God is not looking for greatness from those who would follow Him. God is looking for humble servants who will love others with humble hearts.
But his officers tried to reason with him and said, “Sir, if the prophet had told you to do something very difficult, wouldn’t you have done it? So you should certainly obey him when he says simply, ‘Go and wash and be cured!’” (2 Kings 5:13)
For much of my church-filled existence, I was instructed, guided, even emplored to want to know what God’s will was for my life, and how it could be discovered.
What Great Thing Does God Want Me to Do?
Whatever the intentions of those teachers, I began to see God’s will as some great and grand purpose that I had to figure out. Some mystery that would unlock my path before me. If they were teaching differently, it was being lost in the enormity of what was being described.

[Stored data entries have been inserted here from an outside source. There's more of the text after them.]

use super::{parse_address, parse_cid};
use crate::error::ServerResult;
use crate::middleware::CallerIdentity;
use crate::state::AppState;
use axum::{
    Extension, Json,
    extract::{Path, State},
};
use chainshare_access::{SharedFile, TxReceipt};

/// POST /files/{cid}/grants/{address}
pub async fn grant_access(
    State(state): State<AppState>,
    Extension(CallerIdentity(caller)): Extension<CallerIdentity>,
    Path((cid, address)): Path<(String, String)>,
) -> ServerResult<Json<TxReceipt>> {
    let (file, grantee) = (parse_cid(&cid)?, parse_address(&address)?);
    let receipt = state.access.grant_access(&file, &grantee, &caller).await?;
    Ok(Json(receipt))
}

/// DELETE /files/{cid}/grants/{address}
pub async fn revoke_access(
    State(state): State<AppState>,
    Extension(CallerIdentity(caller)): Extension<CallerIdentity>,
    Path((cid, address)): Path<(String, String)>,
) -> ServerResult<Json<TxReceipt>> {
    let (file, grantee) = (parse_cid(&cid)?, parse_address(&address)?);
    let receipt = state.access.revoke_access(&file, &grantee, &caller).await?;
    Ok(Json(receipt))
}

/// POST /files/{cid}/blacklist/{address}
pub async fn add_to_blacklist(
    State(state): State<AppState>,
    Extension(CallerIdentity(caller)): Extension<CallerIdentity>,
    Path((cid, address)): Path<(String, String)>,
) -> ServerResult<Json<TxReceipt>> {
    let (file, identity) = (parse_cid(&cid)?, parse_address(&address)?);
    let receipt = state
        .access
        .add_to_blacklist(&file, &identity, &caller)
        .await?;
    Ok(Json(receipt))
}

/// DELETE /files/{cid}/blacklist/{address}
pub async fn remove_from_blacklist(
    State(state): State<AppState>,
    Extension(CallerIdentity(caller)): Extension<CallerIdentity>,
    Path((cid, address)): Path<(String, String)>,
) -> ServerResult<Json<TxReceipt>> {
    let (file, identity) = (parse_cid(&cid)?, parse_address(&address)?);
    let receipt = state
        .access
        .remove_from_blacklist(&file, &identity, &caller)
        .await?;
    Ok(Json(receipt))
}

/// POST /files/{cid}/whitelist/{address}
pub async fn add_to_whitelist(
    State(state): State<AppState>,
    Extension(CallerIdentity(caller)): Extension<CallerIdentity>,
    Path((cid, address)): Path<(String, String)>,
) -> ServerResult<Json<TxReceipt>> {
    let (file, identity) = (parse_cid(&cid)?, parse_address(&address)?);
    let receipt = state
        .access
        .add_to_whitelist(&file, &identity, &caller)
        .await?;
    Ok(Json(receipt))
}

/// DELETE /files/{cid}/whitelist/{address}
pub async fn remove_from_whitelist(
    State(state): State<AppState>,
    Extension(CallerIdentity(caller)): Extension<CallerIdentity>,
    Path((cid, address)): Path<(String, String)>,
) -> ServerResult<Json<TxReceipt>> {
    let (file, identity) = (parse_cid(&cid)?, parse_address(&address)?);
    let receipt = state
        .access
        .remove_from_whitelist(&file, &identity, &caller)
        .await?;
    Ok(Json(receipt))
}

/// POST /files/{cid}/whitelist-mode
pub async fn toggle_whitelist_mode(
    State(state): State<AppState>,
    Extension(CallerIdentity(caller)): Extension<CallerIdentity>,
    Path(cid): Path<String>,
) -> ServerResult<Json<TxReceipt>> {
    let file = parse_cid(&cid)?;
    let receipt = state.access.toggle_whitelist_mode(&file, &caller).await?;
    Ok(Json(receipt))
}

/// GET /shared/{address}
/// Files shared with an identity, each labelled with the registry's view
pub async fn shared_with(
    State(state): State<AppState>,
    Path(address): Path<String>,
) -> ServerResult<Json<Vec<SharedFile>>> {
    let identity = parse_address(&address)?;
    let files = state.access.shared_with(&identity).await?;
    Ok(Json(files))
}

After all, if there is a “will” for my life that God has and I don’t know it, then that thing becomes the most important question for me to wrestle with.
The longer I went without having this incredibly important bit of information bestowed on me, the more frustrated I became. I began to wonder if I wasn’t good enough to have a grand plan. I began to beat myself up for not being smart or spiritual enough to discern the plan.
Part of the problem is that once I saw God’s will as some mountain before me, I imagined it must be a big task, and therefore a great one. Because, after all, I had been taught God had a plan only I could fulfill.
Now, God may have worked that way for some believers. Providing some grand call and purpose that was revealed to them. If we breeze over the stories in the Bible, it may seem that God works this way with most people who follow Him. But I have come to believe faith-oriented teachers should take great care they are not creating that expectation in followers of Christ – particularly newer ones.
Why Doesn’t God Give Me a Great Thing to Do?
Today’s passage is where the script flips on a character in the Bible asking this very question. The entire story is found in 2 Kings 5.
Naaman was a great commander in the Aramean Army who suffered from leprosy. An Israeli girl who was a maid to Namaan’s wife – a person captured through an Aramean raid of Israel, no less – told Naaman’s wife about a prophet in Israel who could heal Naaman.
Naaman set out to contact the king of Israel with numerous, valuable gifts so that he could be healed. Upon being dispatched to the prophet – Elisha – Naaman received a far simpler welcome than he imagined.
Elisha did not even greet him firsthand, instead sending a messenger. The message? All Naaman had to do was dip himself into the Jordan river 7 times.
Instead of being grateful, Naaman became upset that Elisha didn’t make a grand display of healing. Naaman even thought there were more prestigious rivers Elisha could have sent him to.
Eventually those with Naaman convinced him to be humble and accept this gracious gift. So Naaman did as Elisha instructed and was healed. He was rightfully grateful, but Elisha would take no gift from him.
Now, I understand Naaman was seeking healing, not direction from God for his life. But I believe we can learn something from this story in regards to seeking God’s will.
God is Not Looking for Greatness
What I believe the story of Naaman illustrates is that God does not ask us to come to him with symbols of our prestige or position. We can’t buy his healing, love, or mercy with all the wealth we can generate.
We see this when Jesus washed the disciples’ feet. At what we have come to know as the Last Supper, Jesus takes on the role of a servant and washes the feet of each of the disciples (John 13:3-5).
This was considered such a lowly job, Simon Peter refused at first to let Jesus wash his feet.
Jesus did not let the lesson go unlearned. He commended the disciples for calling him teacher and Lord (John 13:13), and reminded them that since He was willing to do such a lowly thing, they should be prepared to do likewise for one another (John 13:14-15).
Thinking about it this way, Naaman wanted to be the hero of his own story. But if we think about it, the true hero we find is the servant girl. Taken into captivity, given as a servant, humbled and lowly, she showed true love by not only informing Naaman’s wife that he had hope, but actually wishing Naaman would be healed.
We Find God’s Will in Submission to Him
God may indeed call you to an understanding of His will through some great reveal. He certainly can. However, it is more likely that God will reveal His will to us through humbly submitting to His Son Jesus Christ.
God already reveals much of His will to us in the Bible. There we find many passages where the author is humbly submitting themselves to learning God’s commands and ways. Reading and taking in the Bible is one of the disciplines we partake in as followers of Christ.
Unlike Naaman, we must be prepared to submit ourselves to God in humility.
It is through our loving, humble obedience we are more likely to discover God’s will for us. Even when we are wronged, like the servant girl. Even when we find it embarrassing, like Peter.
So, if you ever find yourself concerned or anxious because you can’t seem to understand God’s grand plan for you, remember that God is not looking for greatness. God is looking for humble servants who are willing to follow His command to love and serve others in ways that nobody else would dare to.
Paul exhorts us to offer a “living and holy sacrifice” to Christ, and in so doing, God’s will is revealed to us (Romans 12:1-2). We may not get a grand plan, but it seems to suggest that when we follow Christ in humility, we will be able to discern more and more what God wants for us.